Addressing conditional payment obligations early and consistently puts you in the best position to manage and settle cases. We always stress this as a best practice, and in a recent ruling from the Oregon Court of Appeals, a plaintiff and her attorney learned the wisdom of this practice the hard way.
Rhoades v. Beck
Unfortunately for the plaintiff in Rhoades v. Beck, 2014 App. LEXIS 82 (filed January 23, 2014), the appellate court upheld the trial court’s order enforcing a settlement agreement that did not take Medicare’s interests into account.

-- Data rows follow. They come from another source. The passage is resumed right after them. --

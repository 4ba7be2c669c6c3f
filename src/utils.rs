// Copyright (c) 2025 Soumyadip Sarkar.
// All rights reserved.
//
// This source code is licensed under the license found in the
// LICENSE file in the root directory of this source tree.

use crate::models::CapitalGainsSummary;
use anyhow::{Context, Result, bail};
use chrono::NaiveDate;
use comfy_table::{Cell, Table, presets::UTF8_FULL};
use once_cell::sync::Lazy;
use regex::Regex;
use rust_decimal::{Decimal, RoundingStrategy};
use std::fs;
use std::path::Path;
use std::str::FromStr;

/// Upload ceiling for transaction files.
pub const MAX_UPLOAD_BYTES: u64 = 5 * 1024 * 1024;

const DATE_FORMATS: [&str; 3] = ["%Y-%m-%d", "%Y/%m/%d", "%m/%d/%Y"];

static NUMBER_PREFIX: Lazy<Regex> = Lazy::new(|| {
    Regex::new(r"^([+-]?)(\d+(?:\.\d+)?|\.\d+)(?:[eE]([+-]?\d+))?").expect("valid number regex")
});

pub fn parse_trade_date(s: &str) -> Option<NaiveDate> {
    let s = s.trim();
    DATE_FORMATS
        .iter()
        .find_map(|fmt| NaiveDate::parse_from_str(s, fmt).ok())
}

/// Reads the leading numeric prefix of `s` ("12.5 shares" is 12.5).
/// Text without a numeric prefix, or one that overflows, reads as zero.
pub fn parse_number(s: &str) -> Decimal {
    let Some(caps) = NUMBER_PREFIX.captures(s.trim()) else {
        return Decimal::ZERO;
    };
    let mut text = String::new();
    if &caps[1] == "-" {
        text.push('-');
    }
    let mantissa = &caps[2];
    if mantissa.starts_with('.') {
        text.push('0');
    }
    text.push_str(mantissa);

    let parsed = match caps.get(3) {
        Some(exp) => {
            let exp = exp.as_str().trim_start_matches('+');
            Decimal::from_scientific(&format!("{}e{}", text, exp))
        }
        None => Decimal::from_str(&text),
    };
    parsed.unwrap_or(Decimal::ZERO)
}

/// US dollar formatting: `$1,510.02`, `-$1,234.50`.
pub fn format_currency(amount: Decimal) -> String {
    let rounded = amount.round_dp_with_strategy(2, RoundingStrategy::MidpointAwayFromZero);
    let negative = rounded.is_sign_negative() && !rounded.is_zero();
    let text = format!("{:.2}", rounded.abs());
    let (whole, cents) = text.split_once('.').unwrap_or((text.as_str(), "00"));

    let mut grouped = String::with_capacity(whole.len() + whole.len() / 3);
    for (i, ch) in whole.chars().enumerate() {
        if i > 0 && (whole.len() - i) % 3 == 0 {
            grouped.push(',');
        }
        grouped.push(ch);
    }

    format!("{}${}.{}", if negative { "-" } else { "" }, grouped, cents)
}

pub fn format_date(date: NaiveDate) -> String {
    date.format("%b %-d, %Y").to_string()
}

pub fn format_rate(rate: Decimal) -> String {
    let pct = (rate * Decimal::ONE_HUNDRED).round_dp(0).normalize();
    format!("{}%", pct)
}

/// Notification text shown after a batch of transactions has been processed.
pub fn summary_message(summary: &CapitalGainsSummary, transaction_count: usize) -> String {
    format!(
        "Processed {} transactions and calculated your capital gains.\n\
         Short-term gains/losses: {}\n\
         Long-term gains/losses: {}\n\
         Net capital gain/loss: {}\n\
         Estimated tax: {}",
        transaction_count,
        format_currency(summary.total_short_term_gain_loss),
        format_currency(summary.total_long_term_gain_loss),
        format_currency(summary.net_capital_gain_loss),
        format_currency(summary.tax_implications.estimated_tax),
    )
}

pub fn pretty_table(headers: &[&str], rows: Vec<Vec<String>>) -> Table {
    let mut t = Table::new();
    t.load_preset(UTF8_FULL);
    t.set_header(headers.iter().map(|h| Cell::new(*h)));
    for r in rows {
        t.add_row(r.into_iter().map(Cell::new));
    }
    t
}

pub fn maybe_print_json<T: serde::Serialize>(
    json_flag: bool,
    jsonl_flag: bool,
    v: &T,
) -> Result<bool> {
    if json_flag {
        println!("{}", serde_json::to_string_pretty(v)?);
        return Ok(true);
    }
    if jsonl_flag {
        // Arrays stream one element per line
        let val = serde_json::to_value(v)?;
        if let Some(arr) = val.as_array() {
            for item in arr {
                println!("{}", serde_json::to_string(item)?);
            }
        } else {
            println!("{}", serde_json::to_string(&val)?);
        }
        return Ok(true);
    }
    Ok(false)
}

/// Reads a transaction export, applying the upload guards (`.csv` only, 5 MiB ceiling).
pub fn read_transactions_file(path: &str) -> Result<String> {
    let p = Path::new(path);
    let is_csv = p
        .extension()
        .and_then(|e| e.to_str())
        .is_some_and(|e| e.eq_ignore_ascii_case("csv"));
    if !is_csv {
        bail!("Please upload a CSV file only: {}", path);
    }
    let meta = fs::metadata(p).with_context(|| format!("Open CSV {}", path))?;
    if meta.len() > MAX_UPLOAD_BYTES {
        bail!("File size must be less than 5MB: {}", path);
    }
    fs::read_to_string(p).with_context(|| format!("Read CSV {}", path))
}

After being injured in a motor vehicle accident, Rhoades and her husband filed personal injury actions against Beck in which Rhoades alleged $45,517.69 in medical expenses. Shortly before trial, the parties discussed settlement options and agreed that the defendant would pay $15,000.00 to Rhoades, $5,500.00 to Rhoades’ husband, and satisfy any PIP liens that might be asserted by the Rhoades’ auto insurance carrier. In exchange, Rhoades and her husband agreed to hold the defendant harmless from all other liens. The parties confirmed the terms of their settlement by exchanging letters to be followed by signed releases.
A Settlement Gone Awry
Shortly after their agreement, Rhoades received notice from the MSPRC that Medicare had a claim of at least $22,970.62. Her husband signed and returned his release, but Rhoades refused to sign her release unless Medicare waived its claim. The defendant filed a motion to enforce the settlement and asserted that the agreement was binding and not contingent on Medicare. Rhoades argued that there was no meeting of the minds because the parties were not aware of Medicare’s claim and therefore never reached an agreement as to who would be liable for satisfying it. Rhoades continued to refuse to sign the settlement documents, and the trial court dismissed her case.

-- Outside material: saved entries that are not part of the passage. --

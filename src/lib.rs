//! Fiscal Calculators - deterministic engines behind the personal-finance explainers
//!
//! This library provides:
//! - Progressive income tax under the new and old regimes, with rebate, surcharge and cess
//! - Loan EMI, amortization schedules and repo-rate sensitivity
//! - Cost-of-living comparison over CPI series with category/headline fallback
//! - Loading of the static fiscal tables from JSON/CSV

pub mod error;
pub mod tax;
pub mod loan;
pub mod cost_of_living;
pub mod data;

// Re-export commonly used types
pub use error::{CalcError, DataError};
pub use tax::{compare_regimes, compute_tax, Deductions, Regime, TaxBreakdown, TaxEngine, TaxSlabTable};
pub use loan::{compute_emi, rate_impact, EmiBreakdown, LoanType, RateChangeImpact};
pub use cost_of_living::{compute_cost_change, CostOfLivingEngine, CostOfLivingResult, ExpenseCategory};
pub use data::FiscalData;
//! Month-by-month amortization on the reducing balance

use serde::{Deserialize, Serialize};

use super::emi::{compute_emi, monthly_rate};
use crate::error::Result;

/// A single installment
#[derive(Debug, Clone, Copy, PartialEq, Serialize, Deserialize)]
pub struct AmortizationRow {
    pub month: u32,
    pub opening_balance: f64,
    pub installment: f64,
    pub interest: f64,
    pub principal_repaid: f64,
    pub closing_balance: f64,
}

/// Installments rolled up into a loan year
#[derive(Debug, Clone, Copy, PartialEq, Default, Serialize, Deserialize)]
pub struct AmortizationYear {
    pub year: u32,
    pub interest: f64,
    pub principal_repaid: f64,
    pub closing_balance: f64,
}

#[derive(Debug, Clone, PartialEq, Serialize, Deserialize)]
pub struct AmortizationSchedule {
    pub monthly_emi: f64,
    pub rows: Vec<AmortizationRow>,
}

impl AmortizationSchedule {
    pub fn total_interest(&self) -> f64 {
        self.rows.iter().map(|r| r.interest).sum()
    }

    pub fn total_paid(&self) -> f64 {
        self.rows.iter().map(|r| r.installment).sum()
    }

    /// Per-year totals; a trailing partial year is kept
    pub fn yearly_summary(&self) -> Vec<AmortizationYear> {
        self.rows
            .chunks(12)
            .enumerate()
            .map(|(i, months)| AmortizationYear {
                year: i as u32 + 1,
                interest: months.iter().map(|r| r.interest).sum(),
                principal_repaid: months.iter().map(|r| r.principal_repaid).sum(),
                closing_balance: months.last().map(|r| r.closing_balance).unwrap_or(0.0),
            })
            .collect()
    }
}

/// Build the full repayment schedule
///
/// The final installment absorbs floating-point residue so the loan closes at
/// exactly zero.
pub fn amortization_schedule(principal: f64, annual_rate: f64, term_months: u32) -> Result<AmortizationSchedule> {
    let emi = compute_emi(principal, annual_rate, term_months)?;
    let r = monthly_rate(annual_rate);

    let mut rows = Vec::with_capacity(term_months as usize);
    let mut balance = principal;

    for month in 1..=term_months {
        let opening_balance = balance;
        let interest = opening_balance * r;
        let principal_repaid = if month == term_months {
            opening_balance
        } else {
            (emi.monthly_emi - interest).min(opening_balance)
        };
        balance = opening_balance - principal_repaid;

        rows.push(AmortizationRow {
            month,
            opening_balance,
            installment: interest + principal_repaid,
            interest,
            principal_repaid,
            closing_balance: balance,
        });
    }

    Ok(AmortizationSchedule {
        monthly_emi: emi.monthly_emi,
        rows,
    })
}

#[cfg(test)]
mod tests {
    use super::*;
    use approx::assert_relative_eq;

    #[test]
    fn test_schedule_matches_emi_totals() {
        let schedule = amortization_schedule(5_000_000.0, 8.5, 240).unwrap();
        let emi = compute_emi(5_000_000.0, 8.5, 240).unwrap();

        assert_eq!(schedule.rows.len(), 240);
        assert_eq!(schedule.rows.last().unwrap().closing_balance, 0.0);
        assert_relative_eq!(schedule.total_interest(), emi.total_interest, max_relative = 1e-9);
        assert_relative_eq!(schedule.total_paid(), emi.total_payment, max_relative = 1e-9);
    }

    #[test]
    fn test_interest_is_front_loaded() {
        let schedule = amortization_schedule(1_000_000.0, 9.0, 120).unwrap();
        let first = schedule.rows.first().unwrap();
        let last = schedule.rows.last().unwrap();

        assert!(first.interest > last.interest);
        assert!(first.principal_repaid < last.principal_repaid);
        assert_relative_eq!(first.interest, 7_500.0, max_relative = 1e-12);
    }

    #[test]
    fn test_yearly_summary() {
        let schedule = amortization_schedule(800_000.0, 9.5, 30).unwrap();
        let years = schedule.yearly_summary();

        assert_eq!(years.len(), 3);
        assert_eq!(years[2].year, 3);
        assert_eq!(years[2].closing_balance, 0.0);

        let repaid: f64 = years.iter().map(|y| y.principal_repaid).sum();
        assert_relative_eq!(repaid, 800_000.0, max_relative = 1e-12);
    }

    #[test]
    fn test_zero_rate_schedule() {
        let schedule = amortization_schedule(12_000.0, 0.0, 12).unwrap();
        assert!(schedule.rows.iter().all(|r| r.interest == 0.0));
        assert!(schedule.rows.iter().all(|r| r.installment == 1_000.0));
    }
}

On appeal, the court affirmed the trial court’s conclusion and agreed with the defendant that the parties formed an enforceable contract. In its opinion, the appellate court stated, “[w]e will not set aside a settlement in a personal injury case merely because, in hindsight, it was obtained too soon and for too little.”
What Went Wrong
Based on the opinion, it is difficult to say exactly what went wrong other than Medicare was not given due consideration. However, the appellate court indicated that the record showed Rhoades and her attorney actually knew that Medicare had made conditional payments at the time of settlement negotiations. Rhoades simply did not know the amount of the payments until after the negotiations.

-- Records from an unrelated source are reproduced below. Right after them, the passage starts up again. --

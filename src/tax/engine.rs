//! Progressive income-tax engine
//!
//! Computation order for one gross income under one regime:
//! 1. Itemized deductions (old regime only), capped per bucket
//! 2. Taxable income after standard and itemized deductions, floored at zero
//! 3. Slab walk in ascending order
//! 4. Rebate cliff: all-or-nothing at the regime's rebate limit
//! 5. Surcharge from the income bracket, capped per regime (no marginal relief)
//! 6. Cess on tax plus surcharge
//! 7. Total rounded to the rupee

use log::debug;
use serde::{Deserialize, Serialize};

use super::deductions::{DeductionLine, Deductions};
use super::slabs::{TaxRegime, TaxSlab, TaxSlabTable};
use super::Regime;
use crate::error::{CalcError, Result};

/// Tax attributed to one slab
#[derive(Debug, Clone, Copy, PartialEq, Serialize, Deserialize)]
pub struct SlabTax {
    pub slab: TaxSlab,
    /// Portion of taxable income that fell into this slab
    pub taxable_in_slab: f64,
    pub tax_on_slab: f64,
}

/// Full tax computation for one income under one regime
#[derive(Debug, Clone, PartialEq, Serialize, Deserialize)]
pub struct TaxBreakdown {
    pub regime: Regime,
    pub gross_income: f64,
    pub standard_deduction: f64,
    pub deductions: Vec<DeductionLine>,
    pub total_deductions: f64,
    pub taxable_income: f64,
    pub slabwise_tax: Vec<SlabTax>,
    pub base_tax: f64,
    pub rebate_applied: bool,
    pub tax_after_rebate: f64,
    pub surcharge_rate: f64,
    pub surcharge: f64,
    pub cess: f64,
    pub total_tax: f64,
    /// Total tax as a percentage of gross income
    pub effective_rate: f64,
}

/// Side-by-side result for both regimes
#[derive(Debug, Clone, PartialEq, Serialize, Deserialize)]
pub struct RegimeComparison {
    pub new: TaxBreakdown,
    pub old: TaxBreakdown,
    /// Regime with the lower total; the new regime wins ties
    pub recommended: Regime,
    /// How much the recommended regime saves over the other
    pub savings: f64,
}

/// Tax engine over a validated slab table
#[derive(Debug, Clone)]
pub struct TaxEngine {
    table: TaxSlabTable,
}

impl TaxEngine {
    /// Validate the table once so later computations can walk it freely
    pub fn new(table: TaxSlabTable) -> Result<Self> {
        table.validate()?;
        Ok(Self { table })
    }

    pub fn table(&self) -> &TaxSlabTable {
        &self.table
    }

    /// Compute the full breakdown for one gross income
    ///
    /// `deductions` is ignored under the new regime.
    pub fn compute(
        &self,
        gross_income: f64,
        regime: Regime,
        deductions: Option<&Deductions>,
    ) -> Result<TaxBreakdown> {
        if !gross_income.is_finite() || gross_income < 0.0 {
            return Err(CalcError::invalid(
                "gross_income",
                format!("must be a non-negative amount, got {}", gross_income),
            ));
        }

        let rules = self.table.regime(regime);
        let standard_deduction = rules.standard_deduction as f64;

        let lines = match (regime, deductions) {
            (Regime::Old, Some(claims)) => claims.itemize(),
            _ => Vec::new(),
        };
        let total_deductions: f64 = lines.iter().map(|line| line.allowed).sum();

        let taxable_income = (gross_income - standard_deduction - total_deductions).max(0.0);

        let (slabwise_tax, base_tax) = slab_tax(taxable_income, rules);

        let rebate_applied = taxable_income <= rules.rebate_limit as f64 && base_tax > 0.0;
        let tax_after_rebate = if rebate_applied { 0.0 } else { base_tax };

        let surcharge_rate = self
            .table
            .surcharge_rate(taxable_income, rules.surcharge_max_rate);
        let surcharge = tax_after_rebate * surcharge_rate / 100.0;

        let tax_plus_surcharge = tax_after_rebate + surcharge;
        let cess = tax_plus_surcharge * self.table.cess / 100.0;
        let total_tax = (tax_plus_surcharge + cess).round();

        let effective_rate = if gross_income > 0.0 {
            total_tax / gross_income * 100.0
        } else {
            0.0
        };

        debug!(
            "{} regime: gross={:.0} taxable={:.0} base={:.2} rebate={} surcharge={:.2} cess={:.2} total={:.0}",
            regime, gross_income, taxable_income, base_tax, rebate_applied, surcharge, cess, total_tax
        );

        Ok(TaxBreakdown {
            regime,
            gross_income,
            standard_deduction,
            deductions: lines,
            total_deductions,
            taxable_income,
            slabwise_tax,
            base_tax,
            rebate_applied,
            tax_after_rebate,
            surcharge_rate,
            surcharge,
            cess,
            total_tax,
            effective_rate,
        })
    }

    /// Compute both regimes and pick the cheaper one
    pub fn compare(&self, gross_income: f64, deductions: Option<&Deductions>) -> Result<RegimeComparison> {
        let new = self.compute(gross_income, Regime::New, deductions)?;
        let old = self.compute(gross_income, Regime::Old, deductions)?;

        let (recommended, savings) = if new.total_tax <= old.total_tax {
            (Regime::New, old.total_tax - new.total_tax)
        } else {
            (Regime::Old, new.total_tax - old.total_tax)
        };

        Ok(RegimeComparison {
            new,
            old,
            recommended,
            savings,
        })
    }
}

/// Walk the slabs, consuming taxable income from the bottom up
///
/// Slabs above the exhausted income still appear with zero tax.
fn slab_tax(taxable_income: f64, rules: &TaxRegime) -> (Vec<SlabTax>, f64) {
    let mut remaining = taxable_income;
    let mut base_tax = 0.0;
    let mut slabwise = Vec::with_capacity(rules.slabs.len());

    for slab in &rules.slabs {
        if remaining <= 0.0 {
            slabwise.push(SlabTax {
                slab: *slab,
                taxable_in_slab: 0.0,
                tax_on_slab: 0.0,
            });
            continue;
        }

        let taxable_in_slab = remaining.min(slab.width());
        let tax_on_slab = taxable_in_slab * slab.rate / 100.0;

        slabwise.push(SlabTax {
            slab: *slab,
            taxable_in_slab,
            tax_on_slab,
        });
        base_tax += tax_on_slab;
        remaining -= taxable_in_slab;
    }

    (slabwise, base_tax)
}

/// One-shot computation that validates the table on every call
pub fn compute_tax(
    gross_income: f64,
    regime: Regime,
    table: &TaxSlabTable,
    deductions: Option<&Deductions>,
) -> Result<TaxBreakdown> {
    table.validate()?;
    TaxEngine {
        table: table.clone(),
    }
    .compute(gross_income, regime, deductions)
}

/// One-shot regime comparison
pub fn compare_regimes(
    gross_income: f64,
    table: &TaxSlabTable,
    deductions: Option<&Deductions>,
) -> Result<RegimeComparison> {
    TaxEngine::new(table.clone())?.compare(gross_income, deductions)
}

#[cfg(test)]
mod tests {
    use super::*;
    use crate::tax::deductions::DeductionKind;
    use approx::assert_abs_diff_eq;
    use proptest::prelude::*;

    fn engine() -> TaxEngine {
        TaxEngine::new(TaxSlabTable::fy2025_26()).unwrap()
    }

    /// Old-regime table with a 75,000 standard deduction
    fn old_regime_with_75k() -> TaxEngine {
        let mut table = TaxSlabTable::fy2025_26();
        table.regimes.old.standard_deduction = 75_000;
        TaxEngine::new(table).unwrap()
    }

    #[test]
    fn test_old_regime_with_deductions() {
        let engine = old_regime_with_75k();
        let deductions = Deductions::default()
            .with(DeductionKind::Savings, 150_000.0)
            .with(DeductionKind::HealthSelf, 25_000.0);

        let result = engine
            .compute(1_200_000.0, Regime::Old, Some(&deductions))
            .unwrap();

        assert_eq!(result.total_deductions, 175_000.0);
        assert_eq!(result.taxable_income, 950_000.0);
        assert!(!result.rebate_applied);

        // 0 on the first 250,001; 5% on 250,000; 20% on the remaining 449,999
        let expected_base = 250_000.0 * 0.05 + 449_999.0 * 0.20;
        assert_abs_diff_eq!(result.base_tax, expected_base, epsilon = 1e-6);

        let slab_sum: f64 = result.slabwise_tax.iter().map(|s| s.tax_on_slab).sum();
        assert_abs_diff_eq!(slab_sum, result.base_tax, epsilon = 1e-9);
        assert_eq!(result.slabwise_tax.len(), 4);
        assert_eq!(result.slabwise_tax[3].tax_on_slab, 0.0);

        assert_eq!(result.surcharge, 0.0);
        assert_abs_diff_eq!(result.cess, expected_base * 0.04, epsilon = 1e-6);
        assert_eq!(result.total_tax, (expected_base * 1.04).round());
    }

    #[test]
    fn test_new_regime_ignores_deductions() {
        let engine = engine();
        let deductions = Deductions::default().with(DeductionKind::Savings, 150_000.0);

        let with = engine
            .compute(1_500_000.0, Regime::New, Some(&deductions))
            .unwrap();
        let without = engine.compute(1_500_000.0, Regime::New, None).unwrap();

        assert!(with.deductions.is_empty());
        assert_eq!(with.total_deductions, 0.0);
        assert_eq!(with, without);
    }

    #[test]
    fn test_rebate_cliff() {
        let engine = engine();

        // Taxable exactly at the limit: full rebate
        let at_limit = engine.compute(1_275_000.0, Regime::New, None).unwrap();
        assert_eq!(at_limit.taxable_income, 1_200_000.0);
        assert!(at_limit.rebate_applied);
        assert!(at_limit.base_tax > 0.0);
        assert_eq!(at_limit.tax_after_rebate, 0.0);
        assert_eq!(at_limit.total_tax, 0.0);

        // One rupee over: the whole liability returns
        let over = engine.compute(1_275_001.0, Regime::New, None).unwrap();
        assert!(!over.rebate_applied);
        assert!(over.tax_after_rebate > 0.0);
        assert_abs_diff_eq!(over.base_tax, 60_000.0, epsilon = 1e-6);
        assert_eq!(over.total_tax, 62_400.0);
    }

    #[test]
    fn test_no_rebate_flag_when_no_tax() {
        let result = engine().compute(300_000.0, Regime::New, None).unwrap();
        assert_eq!(result.base_tax, 0.0);
        assert!(!result.rebate_applied);
    }

    #[test]
    fn test_zero_income() {
        let result = engine().compute(0.0, Regime::Old, None).unwrap();
        assert_eq!(result.taxable_income, 0.0);
        assert_eq!(result.total_tax, 0.0);
        assert_eq!(result.effective_rate, 0.0);
        assert!(result.slabwise_tax.iter().all(|s| s.tax_on_slab == 0.0));
    }

    #[test]
    fn test_taxable_income_floors_at_zero() {
        let deductions = Deductions::default().with(DeductionKind::HouseRent, 900_000.0);
        let result = engine()
            .compute(400_000.0, Regime::Old, Some(&deductions))
            .unwrap();
        assert_eq!(result.taxable_income, 0.0);
    }

    #[test]
    fn test_surcharge_applies_and_is_capped() {
        let engine = engine();

        // 6 crore: top bracket is 37%, new regime caps at 25%
        let new = engine.compute(60_075_000.0, Regime::New, None).unwrap();
        assert_eq!(new.surcharge_rate, 25.0);
        assert_abs_diff_eq!(new.surcharge, new.tax_after_rebate * 0.25, epsilon = 1e-6);

        let old = engine.compute(60_050_000.0, Regime::Old, None).unwrap();
        assert_eq!(old.surcharge_rate, 37.0);

        // 75 lakh falls in the 10% bracket
        let mid = engine.compute(7_575_000.0, Regime::New, None).unwrap();
        assert_eq!(mid.surcharge_rate, 10.0);
        assert_abs_diff_eq!(
            mid.cess,
            (mid.tax_after_rebate + mid.surcharge) * 0.04,
            epsilon = 1e-6
        );
    }

    #[test]
    fn test_effective_rate() {
        let result = engine().compute(2_000_000.0, Regime::New, None).unwrap();
        assert_abs_diff_eq!(
            result.effective_rate,
            result.total_tax / 2_000_000.0 * 100.0,
            epsilon = 1e-12
        );
    }

    #[test]
    fn test_rejects_negative_income() {
        let err = engine().compute(-1.0, Regime::New, None).unwrap_err();
        assert!(matches!(err, CalcError::InvalidInput { param: "gross_income", .. }));
        assert!(engine().compute(f64::NAN, Regime::New, None).is_err());
    }

    #[test]
    fn test_compute_tax_rejects_malformed_table() {
        let mut table = TaxSlabTable::fy2025_26();
        table.regimes.new.slabs.remove(1);
        assert!(compute_tax(1_000_000.0, Regime::New, &table, None).is_err());
        assert!(TaxEngine::new(table).is_err());
    }

    #[test]
    fn test_compare_prefers_cheaper_regime() {
        let table = TaxSlabTable::fy2025_26();

        // No deductions: new regime is cheaper (rebate up to 12 lakh)
        let plain = compare_regimes(1_200_000.0, &table, None).unwrap();
        assert_eq!(plain.recommended, Regime::New);
        assert_eq!(plain.savings, plain.old.total_tax - plain.new.total_tax);

        // Heavy deductions at a high income favour the old regime
        let heavy = Deductions::default()
            .with(DeductionKind::Savings, 150_000.0)
            .with(DeductionKind::HealthSelf, 25_000.0)
            .with(DeductionKind::HealthParents, 25_000.0)
            .with(DeductionKind::RetirementTopUp, 50_000.0)
            .with(DeductionKind::HomeLoanInterest, 200_000.0)
            .with(DeductionKind::HouseRent, 600_000.0);
        let deducted = compare_regimes(2_500_000.0, &table, Some(&heavy)).unwrap();
        assert_eq!(deducted.recommended, Regime::Old);
        assert!(deducted.savings > 0.0);
    }

    #[test]
    fn test_ties_go_to_new_regime() {
        let comparison = compare_regimes(0.0, &TaxSlabTable::fy2025_26(), None).unwrap();
        assert_eq!(comparison.recommended, Regime::New);
        assert_eq!(comparison.savings, 0.0);
    }

    proptest! {
        #![proptest_config(ProptestConfig::with_cases(64))]

        #[test]
        fn prop_slab_contributions_sum_to_base_tax(income in 0u64..100_000_000, old in any::<bool>()) {
            let regime = if old { Regime::Old } else { Regime::New };
            let result = engine().compute(income as f64, regime, None).unwrap();

            let slab_sum: f64 = result.slabwise_tax.iter().map(|s| s.tax_on_slab).sum();
            prop_assert!((slab_sum - result.base_tax).abs() < 1e-6);

            let taxed: f64 = result.slabwise_tax.iter().map(|s| s.taxable_in_slab).sum();
            prop_assert!((taxed - result.taxable_income).abs() < 1e-6);
        }

        #[test]
        fn prop_rebate_cliff_holds(taxable in 0u64..=1_200_000) {
            let engine = engine();
            let standard = engine.table().regimes.new.standard_deduction;

            let below = engine.compute((taxable + standard) as f64, Regime::New, None).unwrap();
            prop_assert_eq!(below.tax_after_rebate, 0.0);
            prop_assert_eq!(below.total_tax, 0.0);

            let above = engine.compute((1_200_001 + standard) as f64, Regime::New, None).unwrap();
            prop_assert!(above.tax_after_rebate > 0.0);
        }

        #[test]
        fn prop_old_regime_rebate_cliff_holds(taxable in 0u64..=500_000) {
            let engine = engine();
            let standard = engine.table().regimes.old.standard_deduction;

            let below = engine.compute((taxable + standard) as f64, Regime::Old, None).unwrap();
            prop_assert_eq!(below.tax_after_rebate, 0.0);
            prop_assert_eq!(below.total_tax, 0.0);

            let above = engine.compute((500_001 + standard) as f64, Regime::Old, None).unwrap();
            prop_assert!(!above.rebate_applied);
            prop_assert!(above.tax_after_rebate > 0.0);
        }
    }
}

What the record does not indicate is whether Rhoades’ attorney fully understood the obligation to reimburse Medicare or whether the attorney was attempting to gain some tactical advantage over the defendant or Medicare. In either event, the result was to accept less than what Medicare was owed and for Rhoades to receive no settlement at all.
The Lesson
It is difficult to imagine that Rhoades would have settled for less than Medicare’s conditional payments if her attorney had been ahead of the curve on what Medicare was claiming. The obvious lesson is to never settle without knowing what it will take to satisfy Medicare’s claim. However, the larger lesson is to establish a consistent practice of addressing Medicare conditional payment obligations early so you increase the odds of always achieving the best outcome for your clients.